LOST AT SCHOOL
The premise of this book is that kids with behavioral challenges lack important thinking skills, an idea supported by research in the neurosciences over the past thirty years on kids who are aggressive and have difficulty getting along with people and those diagnosed with ADHD, mood and anxiety disorders, oppositional defiant disorder, conduct disorder, autism spectrum disorders, and language-processing disorders. The thinking skills involved aren’t in the traditional academic domains – reading, writing, and arithmetic – but rather in domains such as regulating one’s emotions, considering the outcomes of one’s actions before one acts, understanding how one’s behavior is affecting other people, having the words to let people know something’s the matter, and responding to changes in plan in a flexible manner. In other words, these kids have a developmental delay, a learning disability of sorts. In the same way that kids who are delayed in reading are having difficulty mastering the skills required for becoming proficient in reading, challenging kids are having difficulty mastering the skills required for becoming proficient in handling life’s social, emotional, and behavior challenges.

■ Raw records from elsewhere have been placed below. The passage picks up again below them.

use std::fs;
use std::io::{self, Write};
use std::path::PathBuf;

use anyhow::{bail, Context, Result};
use clap::Parser;

use placement_engine::net::{CatalogSource, StaticCatalogSource};
use placement_engine::{JsonFileStore, PageType, PlaceholderEmbed, PlacementSession};

/// Splice ad placements into a rendered HTML page.
#[derive(Parser)]
#[command(author, version, about)]
struct Cli {
    /// Placement config (JSON); defaults apply when the file is missing
    #[arg(long)]
    config: PathBuf,

    /// Catalog snapshot (JSON)
    #[arg(long)]
    catalog: Option<PathBuf>,

    /// Catalog endpoint queried with the site domain
    #[arg(long)]
    catalog_url: Option<String>,

    /// Site domain sent to the catalog backend
    #[arg(long, default_value = "localhost")]
    domain: String,

    /// Page type of the input (home, post, page, ...)
    #[arg(long)]
    page_type: PageType,

    /// Treat the input as the N-th excerpt of a listing page
    #[arg(long)]
    excerpt: Option<u32>,

    /// Print the effective rules instead of rendering
    #[arg(long)]
    dry_run: bool,

    /// Rendered HTML to fill
    input: PathBuf,
}

impl Cli {
    fn catalog_source(&self) -> Result<Box<dyn CatalogSource>> {
        if let Some(source) = self.remote_source()? {
            return Ok(source);
        }
        match &self.catalog {
            Some(path) => {
                let source = StaticCatalogSource::from_json_file(path)
                    .with_context(|| format!("failed to read catalog {}", path.display()))?;
                Ok(Box::new(source))
            }
            None => bail!("a catalog source is required (--catalog or --catalog-url)"),
        }
    }

    #[cfg(feature = "remote-catalog")]
    fn remote_source(&self) -> Result<Option<Box<dyn CatalogSource>>> {
        let Some(url) = &self.catalog_url else {
            return Ok(None);
        };
        let source = placement_engine::net::fetch::HttpCatalogSource::new(url)
            .with_context(|| format!("invalid catalog endpoint {}", url))?;
        Ok(Some(Box::new(source)))
    }

    #[cfg(not(feature = "remote-catalog"))]
    fn remote_source(&self) -> Result<Option<Box<dyn CatalogSource>>> {
        if self.catalog_url.is_some() {
            bail!("--catalog-url needs the remote-catalog feature");
        }
        Ok(None)
    }
}

fn main() -> Result<()> {
    env_logger::init();
    let cli = Cli::parse();

    let source = cli.catalog_source()?;
    let store = JsonFileStore::new(&cli.config);
    let session = PlacementSession::load(source.as_ref(), store, &cli.domain)
        .with_context(|| format!("failed to load config {}", cli.config.display()))?;

    let embed = PlaceholderEmbed;
    let mut cycle = session.render(cli.page_type, &embed);
    let mut stdout = io::stdout().lock();

    if cli.dry_run {
        for effective in cycle.effective_rules() {
            writeln!(
                stdout,
                "{}\t{}\t{:?}\t{}",
                effective.placement.position_id,
                effective.placement.name,
                effective.mode(),
                effective.rule.display_option
            )?;
        }
        return Ok(());
    }

    let input = fs::read_to_string(&cli.input)
        .with_context(|| format!("failed to read {}", cli.input.display()))?;
    let output = match cli.excerpt {
        Some(ordinal) => cycle.filter_excerpt(&input, ordinal),
        None => cycle.filter_content(&input),
    };
    stdout.write_all(output.as_bytes())?;

    let tracker = cycle.finish();
    log::info!("{} placements inserted", tracker.len());
    Ok(())
}
//! Unit-relative insertion: before or after the n-th counted paragraph.

use crate::dom::filter::is_excluded;
use crate::dom::parser::parse_units;
use crate::dom::Unit;
use crate::engine::strategy::{apply_splices, Splice, Strategy, StrategyContext, StrategyOutput};
use crate::error::InsertError;
use crate::placement::resolve::EffectiveRule;
use crate::placement::rules::{DisplayMode, ParserConfig};

#[derive(Debug, Clone, Copy, Default)]
pub struct UnitStrategy;

/// Units that take part in ordinal counting: not under an excluded parent and
/// at or above the minimum word count.
pub fn counted_units(content: &str, config: &ParserConfig) -> Vec<Unit> {
    parse_units(content, &config.unit_tags)
        .into_iter()
        .filter(|u| !is_excluded(u, config.parent_filters.as_slice()))
        .filter(|u| config.min_word_count == 0 || u.word_count(content) >= config.min_word_count)
        .collect()
}

impl Strategy for UnitStrategy {
    fn name(&self) -> &'static str {
        "unit"
    }

    fn handles(&self, mode: DisplayMode) -> bool {
        matches!(mode, DisplayMode::BeforeParagraph | DisplayMode::AfterParagraph)
    }

    fn apply(
        &self,
        content: &str,
        rules: &[&EffectiveRule],
        ctx: &StrategyContext<'_>,
    ) -> Result<StrategyOutput, InsertError> {
        let units = counted_units(content, ctx.parser);
        let mut splices = Vec::new();
        let mut out_of_range = Vec::new();

        for rule in rules {
            let Some(ordinal) = rule.rule.display_option.index() else {
                continue;
            };
            if !ctx.needs_insert(content, rule) {
                continue;
            }
            let Some(unit) = (ordinal as usize).checked_sub(1).and_then(|i| units.get(i)) else {
                out_of_range.push(ordinal);
                continue;
            };
            let offset = if rule.mode().is_before() {
                unit.open_offset
            } else {
                unit.close_offset
            };
            splices.push(Splice {
                offset,
                fragment: ctx.fragment(rule),
                position_id: rule.placement.position_id,
            });
        }

        if !out_of_range.is_empty() {
            log::warn!(
                "Content has {} counted units; skipped placements at ordinals {:?}",
                units.len(),
                out_of_range
            );
        }

        if splices.is_empty() {
            return Ok(StrategyOutput::unchanged(content));
        }
        Ok(apply_splices(content, splices))
    }
}

#[cfg(test)]
mod tests {
    use super::*;
    use crate::engine::strategy::tests::{ctx, effective};
    use crate::engine::tracker::InsertionTracker;
    use crate::placement::rules::ParentFilterSet;
    use crate::placement::PositionId;

    const THREE: &str = "<p>First para.</p><p>Second para.</p><p>Third para.</p>";

    #[test]
    fn inserts_after_second_paragraph() {
        let parser = ParserConfig::default();
        let tracker = InsertionTracker::new();
        let rule = effective(1, 11, "content_paragraph", DisplayMode::AfterParagraph, "2");
        let out = UnitStrategy.apply(THREE, &[&rule], &ctx(&parser, &tracker)).unwrap();

        let fragment = ctx(&parser, &tracker).fragment(&rule);
        let expected = format!(
            "<p>First para.</p><p>Second para.</p>{}<p>Third para.</p>",
            fragment
        );
        assert_eq!(out.content, expected);
        assert_eq!(out.inserted, vec![PositionId(11)]);
    }

    #[test]
    fn before_and_after_with_running_offset() {
        let parser = ParserConfig::default();
        let tracker = InsertionTracker::new();
        let before = effective(1, 1, "content_paragraph_1", DisplayMode::BeforeParagraph, "1");
        let after = effective(2, 2, "content_paragraph_2", DisplayMode::AfterParagraph, "3");
        let out = UnitStrategy
            .apply(THREE, &[&before, &after], &ctx(&parser, &tracker))
            .unwrap();
        assert!(out.content.starts_with("<div id=\"placement-1\""));
        assert!(out.content.ends_with("<div id=\"placement-2\" class=\"placement-slot\" data-position-id=\"2\"></div>"));
    }

    #[test]
    fn applying_twice_is_idempotent() {
        let parser = ParserConfig::default();
        let tracker = InsertionTracker::new();
        let rule = effective(1, 11, "content_paragraph", DisplayMode::AfterParagraph, "1");
        let c = ctx(&parser, &tracker);
        let once = UnitStrategy.apply(THREE, &[&rule], &c).unwrap();
        let twice = UnitStrategy.apply(&once.content, &[&rule], &c).unwrap();
        assert_eq!(twice.content, once.content);
        assert!(twice.inserted.is_empty());
        assert_eq!(twice.content.matches("data-position-id=\"11\"").count(), 1);
    }

    #[test]
    fn out_of_range_ordinal_is_skipped() {
        let parser = ParserConfig::default();
        let tracker = InsertionTracker::new();
        let rule = effective(1, 11, "content_paragraph", DisplayMode::AfterParagraph, "4");
        let out = UnitStrategy.apply(THREE, &[&rule], &ctx(&parser, &tracker)).unwrap();
        assert_eq!(out.content, THREE);
        assert!(out.inserted.is_empty());
    }

    #[test]
    fn excluded_and_short_units_do_not_count() {
        let html = "<blockquote><p>quoted words here</p></blockquote><p>tiny</p><p>long enough paragraph</p>";
        let parser = ParserConfig {
            parent_filters: ParentFilterSet::from(vec!["blockquote".to_string()]),
            min_word_count: 2,
            ..ParserConfig::default()
        };
        let units = counted_units(html, &parser);
        assert_eq!(units.len(), 1);
        assert_eq!(units[0].markup(html), "<p>long enough paragraph</p>");

        let tracker = InsertionTracker::new();
        let rule = effective(1, 3, "content_paragraph", DisplayMode::BeforeParagraph, "1");
        let out = UnitStrategy.apply(html, &[&rule], &ctx(&parser, &tracker)).unwrap();
        let at = out.content.find("placement-3").unwrap();
        assert!(at > html.find("<p>tiny</p>").unwrap());
    }
}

Ross W. Greene: Lost At School, p. 7.
We’ve witnessed a disturbing trend in recent years: the almost automatic inclination to use medication to treat kids who have difficulty regulating their emotions. While medication can be useful, even indispensable in some instances, jumping the gun on medicating kids whose difficulties are poorly understood is far too common. Pills don’t teach skills, and there are many factors that could set the stage for a kid to be irritable or anxious that medication won’t address. Some kids are irritable or anxious because of chronic problems that have never been solved, such as school failure, poor peer relations, being bullied, or having an unrecognized learning disability. Medication doesn’t solve these problems.

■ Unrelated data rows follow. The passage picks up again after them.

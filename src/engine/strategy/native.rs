use crate::engine::strategy::{Strategy, StrategyContext, StrategyOutput};
use crate::error::InsertError;
use crate::placement::resolve::EffectiveRule;
use crate::placement::rules::DisplayMode;

/// Whole-content insertion: prepend or append to the entire buffer.
#[derive(Debug, Clone, Copy, Default)]
pub struct NativeStrategy;

impl Strategy for NativeStrategy {
    fn name(&self) -> &'static str {
        "native"
    }

    fn handles(&self, mode: DisplayMode) -> bool {
        matches!(mode, DisplayMode::BeforeContent | DisplayMode::AfterContent)
    }

    fn apply(
        &self,
        content: &str,
        rules: &[&EffectiveRule],
        ctx: &StrategyContext<'_>,
    ) -> Result<StrategyOutput, InsertError> {
        let mut head = String::new();
        let mut tail = String::new();
        let mut inserted = Vec::new();

        for rule in rules {
            if !ctx.needs_insert(content, rule) {
                continue;
            }
            let fragment = ctx.fragment(rule);
            if rule.mode() == DisplayMode::BeforeContent {
                head.push_str(&fragment);
            } else {
                tail.push_str(&fragment);
            }
            inserted.push(rule.placement.position_id);
        }

        Ok(StrategyOutput {
            content: format!("{}{}{}", head, content, tail),
            inserted,
        })
    }
}

#[cfg(test)]
mod tests {
    use super::*;
    use crate::engine::strategy::tests::{ctx, effective};
    use crate::engine::tracker::InsertionTracker;
    use crate::placement::rules::ParserConfig;

    #[test]
    fn wraps_content() {
        let parser = ParserConfig::default();
        let tracker = InsertionTracker::new();
        let top = effective(1, 1, "native_top", DisplayMode::BeforeContent, "");
        let bottom = effective(2, 2, "native_bottom", DisplayMode::AfterContent, "");
        let out = NativeStrategy
            .apply("<p>body</p>", &[&bottom, &top], &ctx(&parser, &tracker))
            .unwrap();
        let body = out.content.find("<p>body</p>").unwrap();
        assert!(out.content.find("placement-1").unwrap() < body);
        assert!(out.content.find("placement-2").unwrap() > body);
        assert_eq!(out.inserted.len(), 2);
    }
}
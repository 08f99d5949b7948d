use std::fmt;

use crate::dom::{Element, Unit};

/// Ancestor pattern that excludes units nested beneath a matching element.
///
/// Written like a compound CSS selector without combinators: `blockquote`,
/// `#comments`, `.sidebar`, `div#main.wide`. Every present part must match
/// the same ancestor.
#[derive(Debug, Clone, Default, PartialEq, Eq)]
pub struct ParentFilter {
    pub tag: Option<String>,
    pub id: Option<String>,
    pub classes: Vec<String>,
}

impl ParentFilter {
    /// Parse a selector-like filter. Returns `None` for empty or unusable
    /// input so that a blank filter can never exclude every unit.
    pub fn parse(raw: &str) -> Option<Self> {
        let raw = raw.trim();
        if raw.is_empty() || raw.contains(char::is_whitespace) {
            return None;
        }

        let mut filter = ParentFilter::default();
        let mut rest = raw;

        let tag_end = rest.find(['#', '.']).unwrap_or(rest.len());
        if tag_end > 0 {
            let tag = &rest[..tag_end];
            if !tag.chars().all(|c| c.is_ascii_alphanumeric() || c == '-' || c == '_') {
                return None;
            }
            filter.tag = Some(tag.to_ascii_lowercase());
        }
        rest = &rest[tag_end..];

        while let Some(sigil) = rest.chars().next() {
            let body = &rest[1..];
            let len = body.find(['#', '.']).unwrap_or(body.len());
            let name = &body[..len];
            if name.is_empty() {
                return None;
            }
            match sigil {
                '#' if filter.id.is_none() => filter.id = Some(name.to_string()),
                '.' => filter.classes.push(name.to_string()),
                _ => return None,
            }
            rest = &body[len..];
        }

        if filter.is_empty() {
            None
        } else {
            Some(filter)
        }
    }

    pub fn is_empty(&self) -> bool {
        self.tag.is_none() && self.id.is_none() && self.classes.is_empty()
    }

    /// Whether `element` satisfies every part of this filter.
    pub fn matches(&self, element: &Element) -> bool {
        if self.is_empty() {
            return false;
        }
        if let Some(tag) = &self.tag {
            if !element.tag.eq_ignore_ascii_case(tag) {
                return false;
            }
        }
        if let Some(id) = &self.id {
            if element.id.as_deref() != Some(id.as_str()) {
                return false;
            }
        }
        self.classes.iter().all(|c| element.has_class(c))
    }
}

impl fmt::Display for ParentFilter {
    fn fmt(&self, f: &mut fmt::Formatter<'_>) -> fmt::Result {
        if let Some(tag) = &self.tag {
            f.write_str(tag)?;
        }
        if let Some(id) = &self.id {
            write!(f, "#{}", id)?;
        }
        for class in &self.classes {
            write!(f, ".{}", class)?;
        }
        Ok(())
    }
}

/// A unit is excluded when any filter matches any of its ancestors.
pub fn is_excluded(unit: &Unit, filters: &[ParentFilter]) -> bool {
    unit.lineage
        .iter()
        .any(|ancestor| filters.iter().any(|f| f.matches(ancestor)))
}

Ross Green: Lost at School, p. 21
A.D.D. as a Response to Boring Classrooms
The collision between short-attention-span kids and life-in-the-slow-lane adults is particularly evident in our schools. Here, students must often sit at desks for hours at a time, listening to monotone lectures, and going over textbook and worksheet material that is presented – not like MTV – but like MTB (Material That’s Boring). Kids who are labeled A.D.D. have a particularly rough time in such environments. Studies suggest that “A.D.D. students” do most poorly in environments that are boring and repetitive, externally controlled, lack immediate feedback, or are presided over by a familiar, maternal-like authority…the traditional classroom model: one that has as its chief features an emphasis upon rote drill, externally controlled tasks (do the work on pages 143-145), and lots of sitting in one place.
Unfortunately, this kind of classroom is deadly not only for the so-called A.D.D. child but for all kids. In one monumental study of one thousand U.S. classrooms funded by over a dozen foundations, John Goodlad, professor of education at the University of of Washington and director of the study, concluded that America’s students spent by far the greatest amount of time in school being lectured to and working on written assignments – especially workbooks and work sheets. The study criticized the lack of exciting learning activities in our nation’s schools: “Students reported that they liked to do activities that involved them actively or in which they worked with others. These included going on field trips, making films, building or drawing things, making collections, interviewing people, acting things out, and carrying out projects. These are the things which students reported doing least and which we observed infrequently.”Goodlad lamented this educational poverty by commending: “Part of the brain, known as Magoun’s Brain, is stimulated by novelty. It appears to me that students spending twelve years in the schools we studied would be unlikely to experience much novelty.. Does part of the brain just sleep, then?”
Some students do in fact sleep, but many others respond with hyperactivity, distractibility, and other symptoms of A.D.D. For it is this kind of classroom that students labeled A.D.D. are having trouble fitting into and this sort of school that many students are being medicated into accepting.
Thomas Armstrong, Ph.D.: The Myth of the A.D.D. Child, p. 30.